EXERCISE GOAL:
The count of lines below that include the string "TypeDefinition" is the whole answer.

***** INFORMATION SHOWN

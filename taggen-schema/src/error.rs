use std::path::PathBuf;

use miette::{Diagnostic, NamedSource, SourceSpan};
use thiserror::Error;

use crate::syntax::{Span, SyntaxError};

/// Result type for taggen-schema operations (boxed to reduce size on stack)
pub type Result<T> = std::result::Result<T, Box<Error>>;

/// Source context for error reporting.
///
/// Carries the content and display name of one definition file so that
/// errors can point into it.
#[derive(Debug, Clone)]
pub struct SourceContext {
    src: String,
    filename: String,
}

impl SourceContext {
    pub fn new(src: impl Into<String>, filename: impl Into<String>) -> Self {
        Self {
            src: src.into(),
            filename: filename.into(),
        }
    }

    pub fn src(&self) -> &str {
        &self.src
    }

    pub fn filename(&self) -> &str {
        &self.filename
    }

    /// Create a NamedSource for miette error reporting.
    pub fn named_source(&self) -> NamedSource<String> {
        NamedSource::new(&self.filename, self.src.clone())
    }

    pub fn lex_error(&self, error: SyntaxError) -> Box<Error> {
        Box::new(Error::Lex {
            src: self.named_source(),
            span: error.span.into(),
            message: error.message,
        })
    }

    pub fn syntax_error(&self, error: SyntaxError) -> Box<Error> {
        Box::new(Error::Syntax {
            src: self.named_source(),
            span: error.span.into(),
            message: error.message,
        })
    }

    pub fn missing_definition(&self) -> Box<Error> {
        Box::new(Error::MissingDefinition {
            src: self.named_source(),
            file: self.filename.clone(),
        })
    }

    pub fn multiple_definitions(&self, first: Span, second: Span) -> Box<Error> {
        Box::new(Error::MultipleDefinitions {
            src: self.named_source(),
            first: first.into(),
            second: second.into(),
            file: self.filename.clone(),
        })
    }

    pub fn validation_error(
        &self,
        path: impl Into<String>,
        message: impl Into<String>,
        span: Option<SourceSpan>,
    ) -> Box<Error> {
        Box::new(Error::Validation {
            src: self.named_source(),
            span,
            path: path.into(),
            message: message.into(),
        })
    }

    pub fn unresolved_import(
        &self,
        module: impl Into<String>,
        span: Span,
        source: std::io::Error,
    ) -> Box<Error> {
        Box::new(Error::UnresolvedImport {
            src: self.named_source(),
            span: span.into(),
            module: module.into(),
            source,
        })
    }

    pub fn missing_export(
        &self,
        module: impl Into<String>,
        name: impl Into<String>,
        span: Span,
    ) -> Box<Error> {
        Box::new(Error::MissingExport {
            src: self.named_source(),
            span: span.into(),
            module: module.into(),
            name: name.into(),
        })
    }

    pub fn unresolvable_member(
        &self,
        expression: impl Into<String>,
        object: impl Into<String>,
        span: Span,
    ) -> Box<Error> {
        Box::new(Error::UnresolvableMember {
            src: self.named_source(),
            span: span.into(),
            expression: expression.into(),
            object: object.into(),
        })
    }

    pub fn duplicate_key(&self, key: impl Into<String>, span: Span) -> Box<Error> {
        Box::new(Error::DuplicateKey {
            src: self.named_source(),
            span: span.into(),
            key: key.into(),
        })
    }

    /// The source text covered by `span`.
    pub fn slice(&self, span: Span) -> &str {
        self.src.get(span.start..span.end).unwrap_or_default()
    }
}

#[derive(Debug, Error, Diagnostic)]
pub enum Error {
    #[error("failed to read '{path}'")]
    #[diagnostic(code(taggen::io))]
    Io {
        path: PathBuf,
        #[source]
        source: std::io::Error,
    },

    #[error("{message}")]
    #[diagnostic(code(taggen::lex_error))]
    Lex {
        #[source_code]
        src: NamedSource<String>,
        #[label("here")]
        span: SourceSpan,
        message: String,
    },

    #[error("{message}")]
    #[diagnostic(code(taggen::syntax_error))]
    Syntax {
        #[source_code]
        src: NamedSource<String>,
        #[label("here")]
        span: SourceSpan,
        message: String,
    },

    #[error("no type definition exported from '{file}'")]
    #[diagnostic(
        code(taggen::missing_definition),
        help(
            "export one object literal, e.g. `export const Coord = {{ kind: 'tagged', fields: {{ x: 'Number' }} }}`"
        )
    )]
    MissingDefinition {
        #[source_code]
        src: NamedSource<String>,
        file: String,
    },

    #[error("'{file}' exports more than one type definition")]
    #[diagnostic(
        code(taggen::multiple_definitions),
        help("move each type definition into its own .type.js file")
    )]
    MultipleDefinitions {
        #[source_code]
        src: NamedSource<String>,
        #[label("first definition")]
        first: SourceSpan,
        #[label("second definition")]
        second: SourceSpan,
        file: String,
    },

    #[error("cannot resolve import '{module}'")]
    #[diagnostic(code(taggen::unresolved_import))]
    UnresolvedImport {
        #[source_code]
        src: NamedSource<String>,
        #[label("imported here")]
        span: SourceSpan,
        module: String,
        #[source]
        source: std::io::Error,
    },

    #[error("'{module}' has no export named '{name}'")]
    #[diagnostic(code(taggen::missing_export))]
    MissingExport {
        #[source_code]
        src: NamedSource<String>,
        #[label("imported here")]
        span: SourceSpan,
        module: String,
        name: String,
    },

    #[error("don't understand member expression '{expression}'")]
    #[diagnostic(
        code(taggen::unresolvable_member),
        help("'{object}' does not resolve to an object literal")
    )]
    UnresolvableMember {
        #[source_code]
        src: NamedSource<String>,
        #[label("used here")]
        span: SourceSpan,
        expression: String,
        object: String,
    },

    #[error("duplicate key '{key}'")]
    #[diagnostic(code(taggen::duplicate_key))]
    DuplicateKey {
        #[source_code]
        src: NamedSource<String>,
        #[label("defined again here")]
        span: SourceSpan,
        key: String,
    },

    #[error("{path}: {message}")]
    #[diagnostic(code(taggen::validation_error))]
    Validation {
        #[source_code]
        src: NamedSource<String>,
        #[label("{message}")]
        span: Option<SourceSpan>,
        path: String,
        message: String,
    },
}
#[cfg(test)]
mod tests {
    use super::*;
    use crate::{syntax::Span, value::RegexLiteral};

    fn raw(export_name: &str, properties: IndexMap<String, Value>) -> RawDefinition {
        RawDefinition {
            export_name: export_name.to_string(),
            properties,
            span: Span::default(),
        }
    }

    fn object(entries: Vec<(&str, Value)>) -> Value {
        Value::Object(entries.into_iter().map(|(k, v)| (k.to_string(), v)).collect())
    }

    fn string(s: &str) -> Value {
        Value::String(s.to_string())
    }

    fn tagged(fields: Vec<(&str, Value)>) -> IndexMap<String, Value> {
        let Value::Object(map) = object(vec![("kind", string("tagged")), ("fields", object(fields))])
        else {
            unreachable!()
        };
        map
    }

    fn source() -> SourceContext {
        SourceContext::new("export const Coord = {}", "coord.type.js")
    }

    fn validate_err(definition: &RawDefinition) -> String {
        validate(definition, &source()).unwrap_err().to_string()
    }

    #[test]
    fn test_parse_type_string() {
        let field = parse_type_string("Number").unwrap();
        assert_eq!(
            field,
            FieldType::required(FieldKind::Primitive {
                primitive: Primitive::Number
            })
        );

        let field = parse_type_string("[[Coord]]?").unwrap();
        assert!(field.optional);
        assert_eq!(
            field.kind,
            FieldKind::Array {
                depth: 2,
                element: Element::Reference("Coord".to_string())
            }
        );

        assert_eq!(
            parse_type_string("Shape").unwrap().kind,
            FieldKind::Reference {
                name: "Shape".to_string()
            }
        );
    }

    #[test]
    fn test_parse_type_string_errors() {
        assert!(parse_type_string("[Number").unwrap_err().contains("unbalanced"));
        assert!(parse_type_string("[]").unwrap_err().contains("empty"));
        assert!(parse_type_string("Num ber").is_err());
        assert!(parse_type_string("").is_err());
    }

    #[test]
    fn test_miscased_primitives_are_rejected() {
        let err = parse_type_string("string").unwrap_err();
        assert_eq!(err, "unknown type 'string'; did you mean 'String'?");

        let err = parse_type_string("[[number]]?").unwrap_err();
        assert!(err.contains("did you mean '[[Number]]?'"));

        assert!(matches!(
            parse_type_string("Strings").unwrap().kind,
            FieldKind::Reference { .. }
        ));
    }

    #[test]
    fn test_tagged_definition() {
        let definition = raw(
            "Coord",
            tagged(vec![
                ("x", string("Number")),
                ("id", Value::Regex(RegexLiteral::new("^\\d+$", ""))),
                ("label", string("String?")),
            ]),
        );
        let TypeDefinition::Tagged { name, fields } = validate(&definition, &source()).unwrap() else {
            panic!("expected tagged");
        };
        assert_eq!(name, "Coord");
        assert_eq!(fields.keys().collect::<Vec<_>>(), vec!["x", "id", "label"]);
        assert!(fields["label"].optional);
        assert!(matches!(fields["id"].kind, FieldKind::Pattern { .. }));
    }

    #[test]
    fn test_explicit_name_wins() {
        let mut props = tagged(vec![("x", string("Number"))]);
        props.insert("name".to_string(), string("Point"));
        let definition = raw("Coord", props);
        assert_eq!(validate(&definition, &source()).unwrap().name(), "Point");
    }

    #[test]
    fn test_pattern_object_and_reference_object() {
        let coord = object(vec![("name", string("Coord")), ("kind", string("tagged"))]);
        let definition = raw(
            "Shape",
            tagged(vec![
                (
                    "id",
                    object(vec![
                        ("pattern", Value::Regex(RegexLiteral::new("^a", ""))),
                        ("optional", Value::Bool(true)),
                    ]),
                ),
                ("centre", coord),
            ]),
        );
        let TypeDefinition::Tagged { fields, .. } = validate(&definition, &source()).unwrap() else {
            panic!("expected tagged");
        };
        assert!(fields["id"].optional);
        assert_eq!(
            fields["centre"].kind,
            FieldKind::Reference {
                name: "Coord".to_string()
            }
        );
    }

    #[test]
    fn test_tagged_sum_definition() {
        let definition = raw(
            "Shape",
            [
                ("kind".to_string(), string("taggedSum")),
                (
                    "variants".to_string(),
                    object(vec![
                        ("Square", object(vec![("side", string("Number"))])),
                        ("Empty", object(vec![])),
                    ]),
                ),
            ]
            .into_iter()
            .collect(),
        );
        let TypeDefinition::TaggedSum { variants, .. } = validate(&definition, &source()).unwrap()
        else {
            panic!("expected taggedSum");
        };
        assert_eq!(variants.keys().collect::<Vec<_>>(), vec!["Square", "Empty"]);
        assert!(variants["Empty"].is_empty());
    }

    #[test]
    fn test_unknown_kind() {
        let definition = raw(
            "Coord",
            [("kind".to_string(), string("record"))].into_iter().collect(),
        );
        let message = validate_err(&definition);
        assert!(message.starts_with("Coord.kind:"), "{message}");
        assert!(message.contains("'record'"), "{message}");
    }

    #[test]
    fn test_missing_fields() {
        let definition = raw(
            "Coord",
            [("kind".to_string(), string("tagged"))].into_iter().collect(),
        );
        assert_eq!(validate_err(&definition), "Coord.fields: missing fields object");
    }

    #[test]
    fn test_empty_sum_is_rejected() {
        let definition = raw(
            "Shape",
            [
                ("kind".to_string(), string("taggedSum")),
                ("variants".to_string(), object(vec![])),
            ]
            .into_iter()
            .collect(),
        );
        assert!(validate_err(&definition).contains("at least one variant"));
    }

    #[test]
    fn test_invalid_field_type_names_the_path() {
        let definition = raw("Coord", tagged(vec![("x", Value::Number(1.0))]));
        let message = validate_err(&definition);
        assert!(message.starts_with("Coord.fields.x:"), "{message}");
        assert!(message.contains("the number 1"), "{message}");
    }

    #[test]
    fn test_reserved_field_name() {
        let definition = raw("Coord", tagged(vec![("class", string("String"))]));
        assert!(validate_err(&definition).contains("reserved word"));
    }

    #[test]
    fn test_variant_colliding_with_sum_members() {
        let definition = raw(
            "Shape",
            [
                ("kind".to_string(), string("taggedSum")),
                ("variants".to_string(), object(vec![("from", object(vec![]))])),
            ]
            .into_iter()
            .collect(),
        );
        assert!(validate_err(&definition).contains("collides"));
    }

    #[test]
    fn test_validate_identifier() {
        assert!(validate_identifier("coord").is_none());
        assert!(validate_identifier("$ref").is_none());
        assert!(validate_identifier("_x1").is_none());
        assert!(validate_identifier("1x").is_some());
        assert!(validate_identifier("a-b").is_some());
        assert!(validate_identifier("").is_some());
    }

    #[test]
    fn test_find_name_span_prefers_keys() {
        let src = "const Coordinates = 1\nexport const Coord = {\n    fields: { x: 'Number' },\n}";
        let span = find_name_span(src, "x").unwrap();
        assert_eq!(&src[span.offset()..span.offset() + span.len()], "x");
        assert_eq!(span.offset(), src.find("x:").unwrap());

        let span = find_name_span(src, "Coord").unwrap();
        assert_eq!(span.offset(), src.find("Coord =").unwrap());
    }

    #[test]
    fn test_parse_context_push() {
        let source = source();
        let ctx = ParseContext::new(&source);
        let nested = ctx.push("Shape").push("variants").push("Square");
        assert_eq!(nested.path_string(), "Shape.variants.Square");
    }
}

**********

EXERCISE ANSWER:
3